▸ **AIM OF THE TASK**
Search the records for the string "ScenarioView", and show each line where it appears.

▸ **ENTRIES SUPPLIED**
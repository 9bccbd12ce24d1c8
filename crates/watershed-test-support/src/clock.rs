//! Fixed clock for deterministic tests.

use chrono::{DateTime, TimeZone, Utc};
use watershed_core::clock::Clock;

/// A clock that always returns a fixed point in time.
#[derive(Debug, Clone, Copy)]
pub struct FixedClock(pub DateTime<Utc>);

impl Default for FixedClock {
    fn default() -> Self {
        Self(Utc.with_ymd_and_hms(2026, 1, 15, 9, 30, 0).single().unwrap_or_default())
    }
}

impl Clock for FixedClock {
    fn now(&self) -> DateTime<Utc> {
        self.0
    }
}
//! Command handlers for the game session.
//!
//! Each handler runs a pure transition against the store's current snapshot
//! and, when the transition applies, commits the new snapshot and returns the
//! event it produced. Ignored commands leave the snapshot untouched.

use std::sync::Arc;

use tracing::{debug, info, instrument, warn};
use watershed_core::clock::Clock;
use watershed_core::command::Command;

use super::store::GameStore;
use crate::domain::commands::{
    AdvanceScenario, ApplyScenarioOption, FinishGame, JumpToStrategyPhase, ResetSession,
    SelectRole, ToggleStrategy,
};
use crate::domain::events::SessionEvent;
use crate::domain::state::GameState;
use crate::domain::transitions::{self, NoOp, Transition};

/// Outcome of a session command.
#[derive(Debug, Clone)]
pub struct SessionCommandResult {
    /// Snapshot after the command.
    pub state: Arc<GameState>,
    /// The event produced, or `None` when the command was ignored.
    pub event: Option<SessionEvent>,
}

impl SessionCommandResult {
    /// Whether the command changed the session.
    #[must_use]
    pub fn was_applied(&self) -> bool {
        self.event.is_some()
    }
}

fn settle(
    store: &mut GameStore,
    transition: Transition,
    command: &dyn Command,
    clock: &dyn Clock,
) -> SessionCommandResult {
    let event = match transition {
        Transition::Applied { state, kind } => {
            let event = store.commit(state, kind, command.correlation_id(), clock);
            info!(
                event_type = %event.metadata.event_type,
                session_id = %event.metadata.session_id,
                sequence_number = event.metadata.sequence_number,
                "session transition applied"
            );
            Some(event)
        }
        Transition::Ignored(reason) => {
            debug!(command_type = command.command_type(), %reason, "command ignored");
            None
        }
    };
    SessionCommandResult {
        state: store.snapshot(),
        event,
    }
}

/// Handles the `SelectRole` command: starts a fresh session for the role.
#[instrument(skip(clock, store), fields(correlation_id = %command.correlation_id, role = %command.role))]
pub fn handle_select_role(
    command: &SelectRole,
    clock: &dyn Clock,
    store: &mut GameStore,
) -> SessionCommandResult {
    let transition = transitions::select_role(command.role);
    settle(store, transition, command, clock)
}

/// Handles the `ApplyScenarioOption` command: resolves the scenario against
/// the catalog and applies the option with the current role's multiplier.
#[instrument(
    skip(clock, store),
    fields(
        correlation_id = %command.correlation_id,
        scenario_id = %command.scenario_id,
        option_id = %command.option_id
    )
)]
pub fn handle_apply_scenario_option(
    command: &ApplyScenarioOption,
    clock: &dyn Clock,
    store: &mut GameStore,
) -> SessionCommandResult {
    let catalog = store.catalog_handle();
    let state = store.snapshot();
    let transition = match catalog.scenario(&command.scenario_id) {
        Some(scenario) => transitions::apply_scenario_option(
            &state,
            scenario,
            &command.option_id,
            &catalog.multiplier(state.role()),
        ),
        None => {
            warn!("scenario is not in the catalog");
            Transition::Ignored(NoOp::UnknownScenario)
        }
    };
    settle(store, transition, command, clock)
}

/// Handles the `AdvanceScenario` command.
#[instrument(skip(clock, store), fields(correlation_id = %command.correlation_id))]
pub fn handle_advance_scenario(
    command: &AdvanceScenario,
    clock: &dyn Clock,
    store: &mut GameStore,
) -> SessionCommandResult {
    let transition = transitions::advance_scenario(&store.snapshot(), store.catalog());
    settle(store, transition, command, clock)
}

/// Handles the `JumpToStrategyPhase` command.
#[instrument(skip(clock, store), fields(correlation_id = %command.correlation_id))]
pub fn handle_jump_to_strategy_phase(
    command: &JumpToStrategyPhase,
    clock: &dyn Clock,
    store: &mut GameStore,
) -> SessionCommandResult {
    let transition = transitions::jump_to_strategy_phase(&store.snapshot());
    settle(store, transition, command, clock)
}

/// Handles the `ToggleStrategy` command.
#[instrument(
    skip(clock, store),
    fields(correlation_id = %command.correlation_id, strategy_id = %command.strategy_id)
)]
pub fn handle_toggle_strategy(
    command: &ToggleStrategy,
    clock: &dyn Clock,
    store: &mut GameStore,
) -> SessionCommandResult {
    let transition =
        transitions::toggle_strategy(&store.snapshot(), &command.strategy_id, store.catalog());
    settle(store, transition, command, clock)
}

/// Handles the `FinishGame` command: applies the strategy slate once.
#[instrument(skip(clock, store), fields(correlation_id = %command.correlation_id))]
pub fn handle_finish_game(
    command: &FinishGame,
    clock: &dyn Clock,
    store: &mut GameStore,
) -> SessionCommandResult {
    let state = store.snapshot();
    let catalog = store.catalog();
    let transition =
        transitions::finish_game(&state, catalog, &catalog.multiplier(state.role()));
    settle(store, transition, command, clock)
}

/// Handles the `ResetSession` command.
#[instrument(skip(clock, store), fields(correlation_id = %command.correlation_id))]
pub fn handle_reset_session(
    command: &ResetSession,
    clock: &dyn Clock,
    store: &mut GameStore,
) -> SessionCommandResult {
    let transition = transitions::reset_session();
    settle(store, transition, command, clock)
}
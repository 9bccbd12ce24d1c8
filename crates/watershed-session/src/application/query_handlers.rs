//! Read-only views over the current session.

use serde::Serialize;
use uuid::Uuid;
use watershed_content::RoleKey;
use watershed_content::application::query_handlers::{
    ScenarioView, StrategyView, available_strategies, scenario_view,
};
use watershed_core::error::DomainError;

use super::store::GameStore;
use crate::domain::meters::{MeterReading, Meters, RoundedMeters};
use crate::domain::state::{ChoiceRecord, Phase};

/// The session snapshot as handed to callers.
#[derive(Debug, Clone, Serialize)]
pub struct SessionView {
    /// Current play session.
    pub session_id: Uuid,
    /// Events recorded in this session so far.
    pub sequence: i64,
    /// Chosen role.
    pub role: Option<RoleKey>,
    /// Derived navigation phase.
    pub phase: Phase,
    /// Raw meter values.
    pub meters: Meters,
    /// Meters labelled for display.
    pub gauges: Vec<MeterReading>,
    /// Act cursor.
    pub act_index: usize,
    /// Scenario cursor.
    pub scenario_index: usize,
    /// Resolved choices, oldest first.
    pub chosen_options: Vec<ChoiceRecord>,
    /// Chosen strategy ids in selection order.
    pub chosen_strategies: Vec<String>,
    /// Player reflections.
    pub reflections: Vec<String>,
    /// Whether the strategy slate has been applied.
    pub finalized: bool,
    /// Whether enough strategies are chosen to finish.
    pub ready_to_finish: bool,
}

/// Builds the view of the store's current snapshot.
#[must_use]
pub fn get_session_view(store: &GameStore) -> SessionView {
    let state = store.snapshot();
    SessionView {
        session_id: store.session_id(),
        sequence: store.sequence(),
        role: state.role(),
        phase: state.phase(),
        meters: *state.meters(),
        gauges: state.meters().readings(),
        act_index: state.act_index(),
        scenario_index: state.scenario_index(),
        chosen_options: state.chosen_options().to_vec(),
        chosen_strategies: state.chosen_strategies().ids().to_vec(),
        reflections: state.reflections().to_vec(),
        finalized: state.is_finalized(),
        ready_to_finish: state.chosen_strategies().is_ready(),
    }
}

/// The scenario at the cursor, with options filtered for the current role.
///
/// # Errors
///
/// Returns `DomainError::ContentNotFound` once scenario traversal is over,
/// or if the current act has no scenario at the cursor.
pub fn get_current_scenario(store: &GameStore) -> Result<ScenarioView, DomainError> {
    let state = store.snapshot();
    let catalog = store.catalog();
    catalog
        .scenario_at(state.act_index(), state.scenario_index())
        .map(|scenario| scenario_view(catalog, scenario, state.role()))
        .ok_or_else(|| {
            DomainError::not_found(
                "scenario",
                format!("act {} #{}", state.act_index(), state.scenario_index()),
            )
        })
}

/// Strategies offered to the current role.
#[must_use]
pub fn get_available_strategies(store: &GameStore) -> Vec<StrategyView> {
    available_strategies(store.catalog(), store.snapshot().role())
}

/// Closing screen contents.
#[derive(Debug, Clone, Serialize)]
pub struct SummaryView {
    /// Chosen role.
    pub role: Option<RoleKey>,
    /// Display name of the role.
    pub role_name: Option<String>,
    /// Meters rounded to whole numbers.
    pub meters: RoundedMeters,
    /// Titles of the chosen strategies in selection order.
    pub chosen_strategies: Vec<String>,
    /// Closing question for the player.
    pub reflection_prompt: String,
    /// What actually happened.
    pub historical_notes: Vec<String>,
    /// Whether the strategy slate has been applied.
    pub finalized: bool,
}

/// Builds the summary of the current session.
#[must_use]
pub fn get_summary(store: &GameStore) -> SummaryView {
    let state = store.snapshot();
    let catalog = store.catalog();
    SummaryView {
        role: state.role(),
        role_name: state
            .role()
            .and_then(|key| catalog.role(key))
            .map(|profile| profile.name.clone()),
        meters: state.meters().rounded(),
        chosen_strategies: state
            .chosen_strategies()
            .ids()
            .iter()
            .filter_map(|id| catalog.strategy(id))
            .map(|strategy| strategy.title.clone())
            .collect(),
        reflection_prompt: catalog.reflection_prompt().to_owned(),
        historical_notes: catalog.historical_notes().to_vec(),
        finalized: state.is_finalized(),
    }
}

▸ **TASK RESPONSE**
    ScenarioView, StrategyView, available_strategies, scenario_view,
pub fn get_current_scenario(store: &GameStore) -> Result<ScenarioView, DomainError> {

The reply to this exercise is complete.